Cardiopulmonary exercise test (CPET), also known as the oxygen consumption test, is also a stress-loading test that measures the exercise capacity of the test subject. This technique is widely used in clinical practice to evaluate the causes of dyspnea and fatigue in patients; it can accurately distinguish between cardiovascular diseases, lung diseases and diseases of the locomotor system. It can optimize decision-making, predict results, guide subsequent treatment and evaluate therapeutic effects [9]. Nowadays, it is widely used in clinical practice when patients are suffering from symptoms, such as chest pain, shortness of breath, and leg fatigue during exercise [10]. By measuring the maximum oxygen uptake, the cardiopulmonary exercise experiments can determine the maximum exercise capacity of the participants. Peak VO2 values have a critical role in oxygen uptake and ventilatory patterns obtained during the submaximal portion of CPET. Peak VO2 is also valuable due to its ease of ascertainment during low-level exercise, its relevance to the ability to perform activities of daily living, and it is independent from volitional effort [11]. Despite an increasing scientific interest in OSAS in recent years, very little data investigating the predictive power of CPET combined with BMI in patients with OSAS is currently available. Our work aims to provide evidence for the potential utility of CPET in the clinical diagnosis of patients with OSAS. In this study, patients with different degrees of sleep apnea were included to explore the relationship between the CEPT index and the condition of patients with sleep apnea, and whether the CPET index can be used to predict the severity of patients with sleep apnea.
2. Methods and Materials
2.1. Population and Recruitment
In this study, we recruited 97 patients, including 68 male individuals and 29 female individuals at Tongji Hospital. All participants underwent overnight polysomnography (PSG) and were recruited after signing an institutional ethics committee-approved consent form. The average apnea and hypopnea per hour of sleep were defined as the apnea-hypopnea index (AHI), which was measured by a standard polysomnography system. The study focused on male participants because the analytic results (Supplemental data) of all 97 participants had no statistical significance, and most of the OSAS patients were male. The patients were divided into three groups according to AHI score: negative/mild group (AHI < 15, n = 22), moderate group (15 ≤ AHI < 30, n = 22), and severe group (AHI ≥ 30, n = 24). Because all baselines of the diseases were identical, there were no exclusion criteria. The demographic characteristics and laboratory evaluation included routine blood tests and electrocardiogram. Each patient signed the informed consent form.

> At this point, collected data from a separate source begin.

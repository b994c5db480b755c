//! Volumetric terrain synthesis for a voxel world.
//!
//! For every cell of a 3-D chunk the pipeline decides what material
//! occupies it — stone, fluid, air, ore, or bedrock — from a continuous
//! density field built from layered noise, refined by cave carving, ore
//! veins, a cellular fluid table, and a rule-based surface pass.
//!
//! The hard requirement running through every module is determinism:
//! identical seed and coordinates always yield identical material,
//! independent of generation order or concurrency.

pub mod aquifer;
pub mod beardifier;
pub mod biome;
pub mod chunk;
pub mod config;
pub mod density;
pub mod filler;
pub mod fluid;
pub mod generator;
pub mod material;
pub mod ore;
pub mod stone;
pub mod surface;
pub mod surface_height;

pub use config::{GeneratorSettings, SettingsError};
pub use generator::TerrainGenerator;
pub use material::{MaterialId, Materials};
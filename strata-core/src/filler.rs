//! Chunk filler: orchestrates sampler, modifiers, beardifier, and aquifer
//! over the coarse cell sweep, writing blocks and bookkeeping as it goes.

use strata_utils::math::floor_div;
use strata_utils::random::{PositionalRandom, Random, RandomSplitter};

use crate::aquifer::Aquifer;
use crate::beardifier::Beardifier;
use crate::chunk::{ProtoChunk, ScheduledFluidTick};
use crate::config::GeneratorSettings;
use crate::density::{CaveComposer, CellInterpolator, NoodleModifier, TerrainSampler, post_process};
use crate::material::MaterialId;
use crate::ore::OreVeinSampler;
use crate::stone::BaseStoneSource;
use crate::surface_height::SurfaceHeightEstimator;

/// Per-chunk fill pass.
///
/// The fixed evaluation order per block is sampler → cave → post-process →
/// noodle → beardifier at cell corners, then per-block interpolation and
/// aquifer resolution. Nothing here reads neighbor chunks; every output is
/// a function of absolute coordinates and the seed.
pub struct ChunkFiller<'a> {
    settings: &'a GeneratorSettings,
    sampler: &'a TerrainSampler,
    caves: Option<&'a CaveComposer>,
    noodle: &'a NoodleModifier,
    stone: &'a BaseStoneSource,
    ore: Option<OreVeinSampler<'a>>,
    beard: Beardifier,
    aquifer: Aquifer<'a>,
    bedrock_splitter: RandomSplitter,
}

impl<'a> ChunkFiller<'a> {
    /// Assembles a filler from per-world components and per-chunk state.
    #[allow(clippy::too_many_arguments)]
    #[must_use]
    pub fn new(
        settings: &'a GeneratorSettings,
        sampler: &'a TerrainSampler,
        caves: Option<&'a CaveComposer>,
        noodle: &'a NoodleModifier,
        stone: &'a BaseStoneSource,
        ore: Option<OreVeinSampler<'a>>,
        beard: Beardifier,
        aquifer: Aquifer<'a>,
        bedrock_splitter: RandomSplitter,
    ) -> Self {
        Self {
            settings,
            sampler,
            caves,
            noodle,
            stone,
            ore,
            beard,
            aquifer,
            bedrock_splitter,
        }
    }

    /// Fully modified density at a coarse corner.
    fn corner_density(&self, x: i32, y: i32, z: i32) -> f64 {
        let base = self.sampler.density(x, y, z);
        let carved = match self.caves {
            Some(caves) => caves.apply(base, x, y, z),
            None => base,
        };
        let shaped = self.noodle.apply(post_process(carved), x, y, z);
        shaped + self.beard.bias_at(x, y, z)
    }

    /// Fills the chunk's bulk shapes.
    pub fn fill(&mut self, chunk: &ProtoChunk, estimator: &mut SurfaceHeightEstimator<'_>) {
        let shape = &self.settings.shape;
        let h = shape.horizontal_cell_size as i32;
        let v = shape.vertical_cell_size as i32;
        let horizontal_cells = 16 / h;
        let vertical_cells = shape.vertical_cell_count() as i32;
        let min_cell_y = floor_div(shape.min_y, v);

        let base_x = chunk.pos().min_block_x();
        let base_z = chunk.pos().min_block_z();
        let start_cell_x = floor_div(base_x, h);
        let start_cell_z = floor_div(base_z, h);

        let mut interp =
            CellInterpolator::new(vertical_cells as usize, horizontal_cells as usize);

        let slice_x = start_cell_x * h;
        interp.fill_slice(true, horizontal_cells as usize, |cell_y, cell_z| {
            self.corner_density(
                slice_x,
                (min_cell_y + cell_y as i32) * v,
                (start_cell_z + cell_z as i32) * h,
            )
        });

        for cell_x in 0..horizontal_cells {
            let slice_x = (start_cell_x + cell_x + 1) * h;
            interp.fill_slice(false, horizontal_cells as usize, |cell_y, cell_z| {
                self.corner_density(
                    slice_x,
                    (min_cell_y + cell_y as i32) * v,
                    (start_cell_z + cell_z as i32) * h,
                )
            });

            for cell_z in 0..horizontal_cells {
                for cell_y in (0..vertical_cells).rev() {
                    interp.select_corners(cell_y as usize, cell_z as usize);

                    for local_y in (0..v).rev() {
                        let y = (min_cell_y + cell_y) * v + local_y;
                        interp.interpolate_y(f64::from(local_y) / f64::from(v));

                        for local_x in 0..h {
                            let x = base_x + cell_x * h + local_x;
                            interp.interpolate_x(f64::from(local_x) / f64::from(h));

                            for local_z in 0..h {
                                let z = base_z + cell_z * h + local_z;
                                interp.interpolate_z(f64::from(local_z) / f64::from(h));

                                let density = interp.value();
                                let material = self.resolve(x, y, z, density, estimator);
                                if material == self.settings.materials.air {
                                    continue;
                                }

                                let local_x_idx = (x - base_x) as usize;
                                let local_z_idx = (z - base_z) as usize;
                                let is_fluid = self.settings.materials.is_fluid(material);
                                chunk.set_block(local_x_idx, y, local_z_idx, material, is_fluid);

                                if is_fluid && self.aquifer.needs_fluid_tick() {
                                    chunk.schedule_fluid_tick(ScheduledFluidTick {
                                        x,
                                        y,
                                        z,
                                        fluid: material,
                                    });
                                }
                            }
                        }
                    }
                }
            }

            interp.swap_slices();
        }

        self.place_bedrock(chunk);
    }

    /// Aquifer first, then ore veins, then the base stone source.
    fn resolve(
        &mut self,
        x: i32,
        y: i32,
        z: i32,
        density: f64,
        estimator: &mut SurfaceHeightEstimator<'_>,
    ) -> MaterialId {
        if let Some(material) = self.aquifer.resolve(x, y, z, density, estimator) {
            return material;
        }
        if let Some(ore) = &self.ore {
            if let Some(material) = ore.sample(x, y, z) {
                return material;
            }
        }
        self.stone.material(x, y, z)
    }

    /// Floor and roof bedrock bands with a per-column random layer count.
    fn place_bedrock(&self, chunk: &ProtoChunk) {
        let bedrock = self.settings.materials.bedrock;
        let min_y = self.settings.shape.min_y;
        let max_y = self.settings.shape.max_y();
        let base_x = chunk.pos().min_block_x();
        let base_z = chunk.pos().min_block_z();

        let floor_depth = self.settings.bedrock.floor_depth as i32;
        let roof_depth = self.settings.bedrock.roof_depth as i32;

        for local_x in 0..16usize {
            for local_z in 0..16usize {
                let x = base_x + local_x as i32;
                let z = base_z + local_z as i32;

                if floor_depth > 0 {
                    let mut random = self.bedrock_splitter.at(x, min_y, z);
                    let layers = 1 + random.next_i32_bounded(floor_depth);
                    for i in 0..layers {
                        chunk.set_block(local_x, min_y + i, local_z, bedrock, false);
                    }
                }

                if roof_depth > 0 {
                    let mut random = self.bedrock_splitter.at(x, max_y, z);
                    let layers = 1 + random.next_i32_bounded(roof_depth);
                    for i in 0..layers {
                        chunk.set_block(local_x, max_y - 1 - i, local_z, bedrock, false);
                    }
                }
            }
        }
    }
}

2.2. Acquisition of Participants’ Characteristics
Height and body weight were measured, respectively, and the BMI was also calculated. Resting systolic and diastolic blood pressure and heartbeat were measured in the supine position. The arterial blood sample for the analysis was drawn with the patient in a sitting position on the day after the polygraphy registration and within one hour of waking up. Then the samples were frozen and stored at –80 ℃ until analysis. Blood parameters for basic characterization include total cholesterol, low- and high-density lipoproteins, and triglycerides.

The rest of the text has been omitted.